-- Work required --
Could you write out the whole listing exactly as it appears?

# # # #

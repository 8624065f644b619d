// SPDX-License-Identifier: BUSL-1.1
// Copyright (c) 2026 Alfred Jean LLC

use clap::Parser;
use tracing::error;

use tfclaw_gateway::config::GatewayConfig;

#[tokio::main]
async fn main() {
    let config = GatewayConfig::parse();

    tracing_subscriber::fmt()
        .with_env_filter(
            tracing_subscriber::EnvFilter::try_from_default_env()
                .unwrap_or_else(|_| tracing_subscriber::EnvFilter::new("info")),
        )
        .init();

    if let Err(e) = config.validate() {
        eprintln!("error: {e}");
        std::process::exit(1);
    }

    if let Err(e) = tfclaw_gateway::run(config).await {
        error!("fatal: {e:#}");
        std::process::exit(1);
    }
}
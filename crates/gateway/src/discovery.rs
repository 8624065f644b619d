// SPDX-License-Identifier: BUSL-1.1
// Copyright (c) 2026 Alfred Jean LLC

//! Mode discovery from reply text.
//!
//! The agent's interpreter answers with fixed phrasings; the router inspects
//! each final output to keep its cached mode, target, and stream mode in
//! step without a dedicated state-sync message.

use std::sync::OnceLock;

use regex::Regex;

use crate::progress::StreamMode;

/// State changes discovered in one reply.
#[derive(Debug, Clone, Default, PartialEq, Eq)]
pub struct Discovery {
    pub passthrough: Option<bool>,
    pub target: Option<String>,
    pub stream_mode: Option<StreamMode>,
}

// Static patterns; construction cannot fail at runtime.
#[allow(clippy::unwrap_used)]
fn target_header_re() -> &'static Regex {
    static RE: OnceLock<Regex> = OnceLock::new();
    RE.get_or_init(|| Regex::new(r"\[tmux ([^\]]+)\]").unwrap())
}

#[allow(clippy::unwrap_used)]
fn target_set_re() -> &'static Regex {
    static RE: OnceLock<Regex> = OnceLock::new();
    RE.get_or_init(|| Regex::new(r"Target set to `([^`]+)`").unwrap())
}

#[allow(clippy::unwrap_used)]
fn stream_mode_re() -> &'static Regex {
    static RE: OnceLock<Regex> = OnceLock::new();
    RE.get_or_init(|| Regex::new(r"stream_mode (auto|on|off)").unwrap())
}

/// Inspect a final reply for state the router should cache.
pub fn discover(output: &str) -> Discovery {
    let mut found = Discovery::default();

    if output.contains("passthrough enabled.") {
        found.passthrough = Some(true);
    } else if output.contains("passthrough disabled.") {
        found.passthrough = Some(false);
    }

    if let Some(captures) = target_set_re().captures(output) {
        found.target = captures.get(1).map(|m| m.as_str().to_owned());
    } else if let Some(captures) = target_header_re().captures(output) {
        let target = captures.get(1).map(|m| m.as_str()).unwrap_or_default();
        if target != "none" {
            found.target = Some(target.to_owned());
        }
    }

    if let Some(captures) = stream_mode_re().captures(output) {
        found.stream_mode = captures.get(1).and_then(|m| StreamMode::parse(m.as_str()));
    }

    found
}

#[cfg(test)]
#[path = "discovery_tests.rs"]
mod tests;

# # # #

-- Output --
repository 8624065f644b619d
// SPDX-License-Identifier: BUSL-1.1
// Copyright (c) 2026 Alfred Jean LLC

use clap::Parser;
use tracing::error;

use tfclaw_gateway::config::GatewayConfig;

#[tokio::main]
async fn main() {
    let config = GatewayConfig::parse();

    tracing_subscriber::fmt()
        .with_env_filter(
            tracing_subscriber::EnvFilter::try_from_default_env()
                .unwrap_or_else(|_| tracing_subscriber::EnvFilter::new("info")),
        )
        .init();

    if let Err(e) = config.validate() {
        eprintln!("error: {e}");
        std::process::exit(1);
    }

    if let Err(e) = tfclaw_gateway::run(config).await {
        error!("fatal: {e:#}");
        std::process::exit(1);
    }
}
filename crates/gateway/src/discovery.rs
repository 8624065f644b619d
// SPDX-License-Identifier: BUSL-1.1
// Copyright (c) 2026 Alfred Jean LLC

//! Mode discovery from reply text.
//!
//! The agent's interpreter answers with fixed phrasings; the router inspects
//! each final output to keep its cached mode, target, and stream mode in
//! step without a dedicated state-sync message.

use std::sync::OnceLock;

use regex::Regex;

use crate::progress::StreamMode;

/// State changes discovered in one reply.
#[derive(Debug, Clone, Default, PartialEq, Eq)]
pub struct Discovery {
    pub passthrough: Option<bool>,
    pub target: Option<String>,
    pub stream_mode: Option<StreamMode>,
}

// Static patterns; construction cannot fail at runtime.
#[allow(clippy::unwrap_used)]
fn target_header_re() -> &'static Regex {
    static RE: OnceLock<Regex> = OnceLock::new();
    RE.get_or_init(|| Regex::new(r"\[tmux ([^\]]+)\]").unwrap())
}

#[allow(clippy::unwrap_used)]
fn target_set_re() -> &'static Regex {
    static RE: OnceLock<Regex> = OnceLock::new();
    RE.get_or_init(|| Regex::new(r"Target set to `([^`]+)`").unwrap())
}

#[allow(clippy::unwrap_used)]
fn stream_mode_re() -> &'static Regex {
    static RE: OnceLock<Regex> = OnceLock::new();
    RE.get_or_init(|| Regex::new(r"stream_mode (auto|on|off)").unwrap())
}

/// Inspect a final reply for state the router should cache.
pub fn discover(output: &str) -> Discovery {
    let mut found = Discovery::default();

    if output.contains("passthrough enabled.") {
        found.passthrough = Some(true);
    } else if output.contains("passthrough disabled.") {
        found.passthrough = Some(false);
    }

    if let Some(captures) = target_set_re().captures(output) {
        found.target = captures.get(1).map(|m| m.as_str().to_owned());
    } else if let Some(captures) = target_header_re().captures(output) {
        let target = captures.get(1).map(|m| m.as_str()).unwrap_or_default();
        if target != "none" {
            found.target = Some(target.to_owned());
        }
    }

    if let Some(captures) = stream_mode_re().captures(output) {
        found.stream_mode = captures.get(1).and_then(|m| StreamMode::parse(m.as_str()));
    }

    found
}

#[cfg(test)]
#[path = "discovery_tests.rs"]
mod tests;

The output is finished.